Natural killer (NK) cells are involved in immune surveillance and responsible for the initial response to viral and pathogenic infection. They express receptors for several cytokines including IL-2 which triggers cell proliferation, cytotoxic activity and release of cytokines, including IFNγ [5].

Statins, inhibitors of HMG-CoA reductase, suppress IL-2-induced cytotoxicity of NK cells [6] and attenuate the age-related and Aβ-induced microglial activation, and accompanying increase in IFNγ [3, 7]. Here we investigated the possibility that IFNγ released by infiltrating CD161+ cells might contribute to microglial activation in 2 neuroinflammatory models, the aged rat and the Aβ-treated rat. We also investigated whether the modulating effect of atorvastatin may be a consequence of its ability to interfere with release of IFNγ from these infiltrating cells. The evidence presented here suggests that IFNγ plays a role in the age-related and Aβ-induced increase in microglial activation and that the source of the IFNγ is CD161+ cells. Importantly, treatment with atorvastatin decreases CD161 and NKp46 (a specific NK cell marker) in the hippocampus of aged and Aβ-treated animals and consequently decreases the changes in IFNγ and microglial activation.

Methods

Animals and study design

Male Wistar rats (Bantham and Kingman, UK; n = 5-7) aged 3 months (250-350 g) or 22 months (550-650 g), housed in pairs or groups of 4 respectively. All these experiments were performed under license (Department of Health, Ireland) and in accordance with local ethical guidelines.

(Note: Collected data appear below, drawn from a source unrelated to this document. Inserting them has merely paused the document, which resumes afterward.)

// SPDX-License-Identifier: PMPL-1.0-or-later
//
// Relaybus durable stores - Hybrid (memory + block) publish store
// Copyright (c) 2026 Jonathan D.A. Jewell (hyperpolymath) <jonathan.jewell@open.ac.uk>
//
// New records land in a memory tier and are spilled, oldest first, into a
// `BlockPublishStore`. A record lives in exactly one tier at a time, and
// every durable sequence is lower than every buffered one.
//
// Spill triggers:
//
// 1. `store` spills synchronously once `max_buffered` records are buffered.
// 2. `flush_to_disk` spills on demand.
// 3. `spawn_flusher` spills on a fixed interval from a tokio task.
//
// A crash therefore loses at most `max_buffered - 1` unacknowledged
// records, plus whatever was stored since the last interval tick when the
// threshold is set higher than the traffic ever reaches.
//
// Sequence numbers are reserved in the durable header `max_buffered` at a
// time, so numbers handed out for records lost from the memory tier are
// never issued again after a reopen.

use std::collections::BTreeMap;
use std::sync::{Arc, Condvar, Mutex, Weak};
use std::time::Duration;

use serde::{Deserialize, Serialize};
use tokio::task::JoinHandle;
use tracing::{debug, warn};

use crate::buffer::BlockBuffer;
use crate::error::StoreResult;
use crate::publish::block::BlockPublishStore;
use crate::publish::{poisoned, wait_for_acks, AckState, PublishStore, StoreReplayer};

/// When a [`HybridPublishStore`] moves buffered records to durable storage.
#[derive(Debug, Clone, Serialize, Deserialize)]
pub struct HybridFlushPolicy {
    /// Buffered records that force a synchronous spill inside `store`.
    pub max_buffered: usize,
    /// Period of the background flusher, if one is spawned from config.
    #[serde(default)]
    pub interval: Option<Duration>,
}

impl Default for HybridFlushPolicy {
    fn default() -> Self {
        Self {
            max_buffered: 128,
            interval: None,
        }
    }
}

#[derive(Debug)]
struct HybridState {
    buffered: BTreeMap<u64, Vec<u8>>,
    next_sequence: u64,
    /// Sequences up to here are recorded in the durable tier's header.
    reserved_through: u64,
    last_persisted: u64,
}

/// A publish store that buffers in memory and spills to a block store.
pub struct HybridPublishStore<B: BlockBuffer> {
    state: Mutex<HybridState>,
    acked: Condvar,
    durable: BlockPublishStore<B>,
    policy: HybridFlushPolicy,
}

impl<B: BlockBuffer> HybridPublishStore<B> {
    /// Layer a memory tier over `durable`. Sequence numbering continues
    /// from the durable store's high-water mark.
    pub fn new(durable: BlockPublishStore<B>, policy: HybridFlushPolicy) -> Self {
        let state = HybridState {
            buffered: BTreeMap::new(),
            next_sequence: durable.next_sequence(),
            reserved_through: durable.next_sequence().saturating_sub(1),
            last_persisted: durable.last_persisted(),
        };
        Self {
            state: Mutex::new(state),
            acked: Condvar::new(),
            durable,
            policy: HybridFlushPolicy {
                max_buffered: policy.max_buffered.max(1),
                interval: policy.interval,
            },
        }
    }

    /// The flush policy in force.
    pub fn policy(&self) -> &HybridFlushPolicy {
        &self.policy
    }

    /// Records held only in memory.
    pub fn buffered_count(&self) -> usize {
        self.state.lock().map(|state| state.buffered.len()).unwrap_or(0)
    }

    /// Borrow the durable tier.
    pub fn durable(&self) -> &BlockPublishStore<B> {
        &self.durable
    }

    /// Move every buffered record to the durable tier and sync it.
    /// Returns how many records were moved.
    pub fn flush_to_disk(&self) -> StoreResult<usize> {
        let mut state = self.state.lock().map_err(|_| poisoned())?;
        self.spill(&mut state)
    }

    fn spill(&self, state: &mut HybridState) -> StoreResult<usize> {
        let mut moved = 0;
        while let Some((sequence, payload)) = state.buffered.pop_first() {
            if let Err(error) = self.durable.store_at(sequence, &payload) {
                state.buffered.insert(sequence, payload);
                if moved > 0 {
                    self.durable.sync()?;
                }
                return Err(error);
            }
            moved += 1;
        }
        if moved > 0 {
            self.durable.sync()?;
            debug!(moved, "Spilled buffered publish records");
        }
        Ok(moved)
    }
}

impl<B: BlockBuffer + 'static> HybridPublishStore<B> {
    /// Spill on a fixed interval from a tokio task. The task ends when the
    /// store is dropped. Must be called from within a tokio runtime.
    pub fn spawn_flusher(self: &Arc<Self>, interval: Duration) -> JoinHandle<()> {
        let store: Weak<Self> = Arc::downgrade(self);
        tokio::spawn(async move {
            let mut ticker = tokio::time::interval(interval);
            ticker.tick().await;
            loop {
                ticker.tick().await;
                let Some(store) = store.upgrade() else {
                    break;
                };
                if let Err(error) = store.flush_to_disk() {
                    warn!(%error, "Background spill of publish records failed");
                }
            }
        })
    }
}

impl<B: BlockBuffer> PublishStore for HybridPublishStore<B> {
    fn store(&self, payload: &[u8]) -> StoreResult<u64> {
        let mut state = self.state.lock().map_err(|_| poisoned())?;
        let sequence = state.next_sequence;
        if sequence > state.reserved_through {
            let through = sequence + self.policy.max_buffered as u64;
            self.durable.reserve_through(through)?;
            state.reserved_through = through;
        }
        state.next_sequence += 1;
        state.buffered.insert(sequence, payload.to_vec());
        if state.buffered.len() >= self.policy.max_buffered {
            if let Err(error) = self.spill(&mut state) {
                // The new record is the newest, so a failed spill never moved it.
                state.buffered.remove(&sequence);
                state.next_sequence = sequence;
                return Err(error);
            }
        }
        Ok(sequence)
    }

    fn discard(&self, sequence: u64) -> StoreResult<()> {
        let mut state = self.state.lock().map_err(|_| poisoned())?;
        if state.buffered.remove(&sequence).is_none() {
            self.durable.discard(sequence)?;
        }
        state.last_persisted = state.last_persisted.max(self.durable.last_persisted());
        if sequence < state.next_sequence {
            state.last_persisted = state.last_persisted.max(sequence);
        }
        self.acked.notify_all();
        Ok(())
    }

    fn discard_up_to(&self, sequence: u64) -> StoreResult<()> {
        let mut state = self.state.lock().map_err(|_| poisoned())?;
        let ceiling = sequence.min(state.next_sequence.saturating_sub(1));
        self.durable.discard_up_to(ceiling)?;
        let retained = state.buffered.split_off(&(ceiling + 1));
        state.buffered = retained;
        state.last_persisted = state.last_persisted.max(ceiling);
        self.acked.notify_all();
        Ok(())
    }

    fn replay_from(&self, after: u64, replayer: &mut dyn StoreReplayer) -> StoreResult<()> {
        let state = self.state.lock().map_err(|_| poisoned())?;
        self.durable.replay_from(after, replayer)?;
        for (sequence, payload) in state.buffered.range(after.saturating_add(1)..) {
            replayer.replay(*sequence, payload)?;
        }
        Ok(())
    }

    fn replay_single(&self, sequence: u64, replayer: &mut dyn StoreReplayer) -> StoreResult<bool> {
        let state = self.state.lock().map_err(|_| poisoned())?;
        if let Some(payload) = state.buffered.get(&sequence) {
            replayer.replay(sequence, payload)?;
            return Ok(true);
        }
        self.durable.replay_single(sequence, replayer)
    }

    fn state(&self, sequence: u64) -> AckState {
        let buffered = self
            .state
            .lock()
            .map(|state| state.buffered.contains_key(&sequence))
            .unwrap_or(false);
        if buffered {
            AckState::Pending
        } else {
            self.durable.state(sequence)
        }
    }

    fn unpersisted_count(&self) -> usize {
        match self.state.lock() {
            Ok(state) => state.buffered.len() + self.durable.unpersisted_count(),
            Err(_) => 0,
        }
    }

    fn lowest_unpersisted(&self) -> Option<u64> {
        let state = self.state.lock().ok()?;
        self.durable
            .lowest_unpersisted()
            .or_else(|| state.buffered.keys().next().copied())
    }

    fn last_persisted(&self) -> u64 {
        self.state.lock().map(|state| state.last_persisted).unwrap_or(0)
    }

    fn next_sequence(&self) -> u64 {
        self.state.lock().map(|state| state.next_sequence).unwrap_or(0)
    }

    fn flush(&self, timeout: Duration) -> StoreResult<()> {
        let state = self.state.lock().map_err(|_| poisoned())?;
        wait_for_acks(state, &self.acked, timeout, |state| {
            state.buffered.len() + self.durable.unpersisted_count()
        })
    }

    fn sync(&self) -> StoreResult<()> {
        self.flush_to_disk().map(|_| ())
    }

    fn name(&self) -> &str {
        "hybrid"
    }
}

impl<B: BlockBuffer> std::fmt::Debug for HybridPublishStore<B> {
    fn fmt(&self, f: &mut std::fmt::Formatter<'_>) -> std::fmt::Result {
        f.debug_struct("HybridPublishStore")
            .field("policy", &self.policy)
            .field("buffered", &self.buffered_count())
            .field("durable", &self.durable)
            .finish()
    }
}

In the first study, young and aged rats were anaesthetized with urethane (1.5 g/kg intraperitoneally) and transcardially perfused with 200-300 ml saline before tissue was harvested. In the second study, young and aged rats (n = 5-7) were divided into a control group and a group that received atorvastatin orally (5 mg/kg per day) for 8 weeks. Mean body weights of young animals (g) before and after treatment were 222 ± 9 and 356 ± 15 in the control group and 219 ± 7 and 340 ± 13 in the atorvastatin-treated group; the corresponding weights in aged rats were 534 ± 17 and 555 ± 22 (controls) and 527 ± 16 and 577 ± 22 (atorvastatin). In the third study, young rats, assigned to a control- or an Aβ-treated group, were subdivided into rats which did/did not receive atorvastatin (5 mg/kg per day) for 3 weeks; mean body weights (g) before and after treatment were 291 ± 12 and 337 ± 9 in the control group and 277 ± 13 and 336 ± 15 in the atorvastatin-treated group.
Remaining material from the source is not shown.